Die eingravierten Zeichnungen beziehen sich auf die Farbe und die Form des Steins. Der dünne Strich legt sich in den Vordergrund, dadurch bekommt die Oberfläche des Steins eine Räumlichkeit, die vorher so stark nicht wahrnehmbar war.
Die Steine selbst sind zufällige Fundstücke aus Resten von Steinmetz- und Bauarbeiten. Fragmente von einem Ganzen, das nie mehr zusammenkommen wird.
Die Ausstellung in der Pinakothek der Moderne, München fand im Zusammenhang des hundertsten Jahrestags zur Bauhaus Gründung statt. Als eine von fünf Gegenwarts-Künstlerinnen wurde Sofie Thorsen eingeladen, sich mit Bauhaus-Arbeiten aus der Museumssammlung auseinanderzusetzen.
Ihre Bauelemente, großformatige rohe Drahtmodelle, beziehen sich auf 8 kleine Objekte des Künstlers und Architekten Herrmann Finsterlin, die Didyms, wobei Didym für Zwilling oder Double steht. Zum Teil Spielzeug, zum Teil geometrisches Model, zum Teil Prototyp verweigern sich diese farbenfrohen Kombinationen einfacher Formen jeder klaren Definition, sie könnten aber als Prototyp eines Baukasten-Spieles gemeint gewesen sein.

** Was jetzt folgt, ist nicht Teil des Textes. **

#[async_trait]
impl VoteStore for DynamoVoteStore {
    /// Single-row lookup on the (caption, user) composite key.
    async fn find_vote(
        &self,
        caption_id: &str,
        profile_id: Uuid,
    ) -> Result<Option<CaptionVote>, RepoError> {
        let resp = self
            .client
            .get_item()
            .table_name(&self.table_name)
            .key("caption_id", AttributeValue::S(caption_id.to_string()))
            .key("profile_id", AttributeValue::S(profile_id.to_string()))
            .send()
            .await
            .context(format!(
                "DynamoDB (table: {}): Failed to get vote (caption: {})",
                self.table_name, caption_id
            ))
            .map_err(RepoError::BackendError)?;

        match resp.item {
            Some(item) => match item_to_vote(&item) {
                Some(vote) => Ok(Some(vote)),
                None => {
                    tracing::error!(caption_id, table_name = %self.table_name, "DynamoDB: Retrieved item but failed to parse into CaptionVote");
                    Err(RepoError::DataCorruption(format!(
                        "Failed to parse vote row from table '{}' for caption {}",
                        self.table_name, caption_id
                    )))
                }
            },
            None => Ok(None), // No vote yet is not an error
        }
    }

    /// Insert-if-absent. The condition keys on the partition attribute, which
    /// only exists when the item does, so a concurrent insert loses here
    /// instead of writing a second row.
    async fn insert_vote(&self, vote: &CaptionVote) -> Result<(), RepoError> {
        let result = self
            .client
            .put_item()
            .table_name(&self.table_name)
            .item("caption_id", AttributeValue::S(vote.caption_id.clone()))
            .item("profile_id", AttributeValue::S(vote.profile_id.to_string()))
            .item("vote_value", AttributeValue::N(vote.vote_value.to_string()))
            .item(
                "created_datetime_utc",
                AttributeValue::S(vote.created_at.to_rfc3339()),
            )
            .item(
                "modified_datetime_utc",
                AttributeValue::S(vote.modified_at.to_rfc3339()),
            )
            .condition_expression("attribute_not_exists(caption_id)")
            .send()
            .await;

        result.map(|_| ()).map_err(|e| {
            if is_conditional_check_failure(&e) {
                tracing::warn!(caption_id = %vote.caption_id, "vote insert lost a race");
                RepoError::Conflict(vote.caption_id.clone())
            } else {
                RepoError::BackendError(anyhow::Error::new(e).context(format!(
                    "DynamoDB (table: {}): Failed to insert vote (caption: {})",
                    self.table_name, vote.caption_id
                )))
            }
        })
    }

    async fn update_vote(
        &self,
        caption_id: &str,
        profile_id: Uuid,
        expected_value: i8,
        new_value: i8,
        modified_at: DateTime<Utc>,
    ) -> Result<(), RepoError> {
        let result = self
            .client
            .update_item()
            .table_name(&self.table_name)
            .key("caption_id", AttributeValue::S(caption_id.to_string()))
            .key("profile_id", AttributeValue::S(profile_id.to_string()))
            .update_expression(
                "SET vote_value = :new_value, modified_datetime_utc = :modified_at",
            )
            .condition_expression("vote_value = :expected")
            .expression_attribute_values(":new_value", AttributeValue::N(new_value.to_string()))
            .expression_attribute_values(
                ":modified_at",
                AttributeValue::S(modified_at.to_rfc3339()),
            )
            .expression_attribute_values(":expected", AttributeValue::N(expected_value.to_string()))
            .send()
            .await;

        result.map(|_| ()).map_err(|e| {
            if is_conditional_check_failure(&e) {
                tracing::warn!(caption_id, "vote update lost a race");
                RepoError::Conflict(caption_id.to_string())
            } else {
                RepoError::BackendError(anyhow::Error::new(e).context(format!(
                    "DynamoDB (table: {}): Failed to update vote (caption: {})",
                    self.table_name, caption_id
                )))
            }
        })
    }

    async fn delete_vote(
        &self,
        caption_id: &str,
        profile_id: Uuid,
        expected_value: i8,
    ) -> Result<(), RepoError> {
        let result = self
            .client
            .delete_item()
            .table_name(&self.table_name)
            .key("caption_id", AttributeValue::S(caption_id.to_string()))
            .key("profile_id", AttributeValue::S(profile_id.to_string()))
            .condition_expression("vote_value = :expected")
            .expression_attribute_values(":expected", AttributeValue::N(expected_value.to_string()))
            .send()
            .await;

        result.map(|_| ()).map_err(|e| {
            if is_conditional_check_failure(&e) {
                tracing::warn!(caption_id, "vote delete lost a race");
                RepoError::Conflict(caption_id.to_string())
            } else {
                RepoError::BackendError(anyhow::Error::new(e).context(format!(
                    "DynamoDB (table: {}): Failed to delete vote (caption: {})",
                    self.table_name, caption_id
                )))
            }
        })
    }
}
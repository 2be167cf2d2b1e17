use std::sync::Arc;
use tracing_subscriber::{layer::SubscriberExt, util::SubscriberInitExt};

mod aws_clients;
mod config;
mod domain;
mod errors;
mod feed;
mod handlers;
mod identity;
mod models;
mod orchestrator;
mod pipeline;
mod repositories;
mod routes;
mod startup;
mod votes;

use crate::config::Config;
use crate::domain::IdentityProvider;
use crate::errors::AppError;
use crate::feed::{RatingFeed, ReqwestLinkProbe};
use crate::identity::HttpIdentityProvider;
use crate::orchestrator::CaptionOrchestrator;
use crate::pipeline::HttpPipelineGateway;
use crate::repositories::{DynamoCaptionStore, DynamoVoteStore};
use crate::votes::VoteRecorder;

/// AppState holds the wired-up services for the web server. Each one carries
/// its own handles; there are no module-level singletons.
pub struct AppState {
    pub orchestrator: CaptionOrchestrator,
    pub recorder: VoteRecorder,
    pub feed: RatingFeed,
    pub identity: Arc<dyn IdentityProvider>,
    pub post_auth_redirect: String,
}

#[tokio::main]
async fn main() -> Result<(), AppError> {
    // Initialize tracing (logging)
    tracing_subscriber::registry()
        .with(tracing_subscriber::EnvFilter::new(
            std::env::var("RUST_LOG")
                .unwrap_or_else(|_| "meme_captions=debug,tower_http=debug".into()),
        ))
        .with(tracing_subscriber::fmt::layer())
        .init();

    // --- Configuration ---
    let config = Config::load()?;

    // --- AWS Client Initialization ---
    tracing::info!("Initializing AWS DynamoDB client...");
    let sdk_config = aws_clients::create_sdk_config(&config).await?;
    let db_client = aws_clients::create_dynamodb_client(&sdk_config);

    // --- Resource Creation (Consider moving to IaC eventually) ---
    startup::init_resources(&db_client).await?;

    // --- Outbound clients ---
    let gateway = Arc::new(
        HttpPipelineGateway::new(config.pipeline_base_url.clone())
            .map_err(|e| AppError::InitError(format!("Failed to build pipeline client: {}", e)))?,
    );
    let identity: Arc<dyn IdentityProvider> = Arc::new(
        HttpIdentityProvider::new(config.auth_base_url.clone(), config.auth_api_key.clone())
            .map_err(|e| AppError::InitError(format!("Failed to build identity client: {}", e)))?,
    );
    let probe = Arc::new(
        ReqwestLinkProbe::new()
            .map_err(|e| AppError::InitError(format!("Failed to build link probe: {}", e)))?,
    );

    // --- Stores ---
    let vote_store = Arc::new(DynamoVoteStore::new(
        db_client.clone(),
        startup::VOTES_TABLE.to_string(),
    ));
    let caption_store = Arc::new(DynamoCaptionStore::new(
        db_client,
        startup::CAPTIONS_TABLE.to_string(),
        startup::IMAGES_TABLE.to_string(),
    ));

    // --- Application State ---
    let state = Arc::new(AppState {
        orchestrator: CaptionOrchestrator::new(gateway),
        recorder: VoteRecorder::new(vote_store),
        feed: RatingFeed::new(caption_store, probe),
        identity,
        post_auth_redirect: config.post_auth_redirect.clone(),
    });

    // --- Router Definition ---
    let app = routes::create_router(state);

    // --- Server Startup ---
    tracing::info!("Server listening on http://{}", config.bind_address);

    let listener = tokio::net::TcpListener::bind(config.bind_address).await?;
    axum::serve(listener, app).await?;

    Ok(())
}
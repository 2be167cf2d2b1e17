use crate::errors::{AuthError, PipelineError, RepoError};
use crate::models::{CaptionVote, FeedCaption, Session, User};
use async_trait::async_trait;
use chrono::{DateTime, Utc};
use uuid::Uuid;

/// A presigned upload slot issued by the pipeline: where to PUT the bytes,
/// and the public URL they will be served from afterwards.
#[derive(Debug, Clone)]
pub struct PresignedUpload {
    pub presigned_url: String,
    pub cdn_url: String,
}

/// One outbound call per pipeline stage. Each method is a single attempt;
/// retry policy lives with the orchestrator.
#[async_trait]
pub trait PipelineGateway: Send + Sync + 'static { // Send+Sync+'static required for Arc<dyn>
    /// Ask the pipeline for a presigned upload URL for the given content type.
    async fn presigned_upload_url(
        &self,
        token: &str,
        content_type: &str,
    ) -> Result<PresignedUpload, PipelineError>;

    /// PUT raw image bytes to a presigned URL.
    async fn upload_bytes(
        &self,
        presigned_url: &str,
        bytes: Vec<u8>,
        content_type: &str,
    ) -> Result<(), PipelineError>;

    /// Register a now-public image URL; returns the pipeline's image id.
    async fn register_image(&self, token: &str, image_url: &str) -> Result<String, PipelineError>;

    /// One caption-generation attempt. A gateway timeout surfaces as
    /// `CaptionGeneration { status: 504 }` so the caller can retry it.
    async fn request_captions(
        &self,
        token: &str,
        image_id: &str,
    ) -> Result<Vec<serde_json::Value>, PipelineError>;
}

/// Operations on the vote table. All mutations are conditional writes: the
/// store must refuse an insert when a row already exists, and refuse an
/// update/delete when the stored value no longer matches `expected_value`,
/// reporting `RepoError::Conflict` in either case.
#[async_trait]
pub trait VoteStore: Send + Sync + 'static {
    /// The current user's vote on a caption, if any.
    async fn find_vote(
        &self,
        caption_id: &str,
        profile_id: Uuid,
    ) -> Result<Option<CaptionVote>, RepoError>;

    /// Insert a new vote row; fails with `Conflict` if one already exists.
    async fn insert_vote(&self, vote: &CaptionVote) -> Result<(), RepoError>;

    /// Flip an existing vote's value and stamp the modification time.
    async fn update_vote(
        &self,
        caption_id: &str,
        profile_id: Uuid,
        expected_value: i8,
        new_value: i8,
        modified_at: DateTime<Utc>,
    ) -> Result<(), RepoError>;

    /// Remove an existing vote row (toggle-off).
    async fn delete_vote(
        &self,
        caption_id: &str,
        profile_id: Uuid,
        expected_value: i8,
    ) -> Result<(), RepoError>;
}

/// Read surface over the caption and image tables. Rows are created
/// externally (pipeline backend or seeding); this service never writes them.
#[async_trait]
pub trait CaptionStore: Send + Sync + 'static {
    /// Up to `limit` captions that have an image with an http(s) URL,
    /// ordered by like_count descending.
    async fn feed_candidates(&self, limit: usize) -> Result<Vec<FeedCaption>, RepoError>;
}

/// The session/identity boundary: current-user lookup, authorization-code
/// exchange, and sign-out. Everything else about identity is external.
#[async_trait]
pub trait IdentityProvider: Send + Sync + 'static {
    /// Resolve an access token to its user. `Ok(None)` means the token is
    /// missing, expired, or revoked — not an error.
    async fn user_from_token(&self, access_token: &str) -> Result<Option<User>, AuthError>;

    /// Exchange a redirect-flow authorization code for a session.
    async fn exchange_code(&self, code: &str) -> Result<Session, AuthError>;

    /// Revoke the session behind an access token.
    async fn sign_out(&self, access_token: &str) -> Result<(), AuthError>;
}

/// Liveness probe for image URLs in the rating feed.
#[async_trait]
pub trait LinkProbe: Send + Sync + 'static {
    /// True when the URL answers a HEAD request with a success status within
    /// the probe's deadline. Errors and timeouts are just `false`.
    async fn is_live(&self, url: &str) -> bool;
}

Die Arbeit Schlagschatten (Drehbuch oder Partitur) bezieht sich auf Architektur-Skizzen aus den 1960er Jahren, die Vladimir Dedeček zum Bau der slowakischen National Galerie in Bratislava angefertigt hat. Der Rhythmus der Zeichnungen beruft sich Dedečeks Fassadengestaltung in zwei unterschiedlichen Bauabschnitten. Schlagschatten der Architektur ergeben die rhythmische Abfolge schwarzer Formen. Wir zeigen Vorarbeiten. Die gesamte Partitur ist zu groß, um auf einen Blick gesehen zu werden. Sofie Thorsen.